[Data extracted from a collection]
────
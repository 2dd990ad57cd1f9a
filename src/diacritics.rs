//! Diacritic handling for lookup keys and heuristic vowel emission.
//!
//! Dictionary keys are stored stripped of harakat, so every lookup goes
//! through [`lookup_key`]. The heuristic transliterator instead reads the
//! marks through [`vowel_for_mark`].

use crate::lang::data::VOWEL_MARKS;
use crate::unicode::{TATWEEL, is_arabic_mark};
use icu_normalizer::{ComposingNormalizer, ComposingNormalizerBorrowed};
use std::{borrow::Cow, sync::LazyLock};

static ICU4X_NFC: LazyLock<ComposingNormalizerBorrowed> =
    LazyLock::new(ComposingNormalizer::new_nfc);

/// Canonical composition. Decomposed `ا` + madda (U+0653) becomes `آ`, which
/// is how the dictionaries spell it.
#[inline]
pub fn nfc(text: &str) -> Cow<'_, str> {
    if ICU4X_NFC.is_normalized(text) {
        return Cow::Borrowed(text);
    }
    Cow::Owned(ICU4X_NFC.normalize(text).into_owned())
}

#[inline(always)]
fn is_strippable(c: char) -> bool {
    is_arabic_mark(c) || c == TATWEEL
}

/// Removes harakat and tatweel. Letters are left untouched.
pub fn strip_marks(text: &str) -> Cow<'_, str> {
    let Some(first) = text.find(is_strippable) else {
        return Cow::Borrowed(text);
    };
    let mut out = String::with_capacity(text.len());
    out.push_str(&text[..first]);
    out.extend(text[first..].chars().filter(|&c| !is_strippable(c)));
    Cow::Owned(out)
}

/// Folds Arabic kaf and yeh onto their Persian forms. Alef maqsura (ى) keeps
/// its identity since it reads as a long á.
#[inline(always)]
pub const fn fold_letter(c: char) -> char {
    match c {
        'ك' => 'ک',
        'ي' => 'ی',
        other => other,
    }
}

/// Key used for every dictionary lookup: NFC, marks stripped, letter
/// variants folded.
pub fn lookup_key(word: &str) -> String {
    let composed = nfc(word);
    composed
        .chars()
        .filter(|&c| !is_strippable(c))
        .map(fold_letter)
        .collect()
}

#[inline]
pub fn vowel_for_mark(c: char) -> Option<&'static str> {
    VOWEL_MARKS.get(&c).copied()
}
────
## WORK ITEM
Bring together all lines in the records where the word "heuristic" is found.

## RESPONSE AREA
//! Diacritic handling for lookup keys and heuristic vowel emission.
//! through [`lookup_key`]. The heuristic transliterator instead reads the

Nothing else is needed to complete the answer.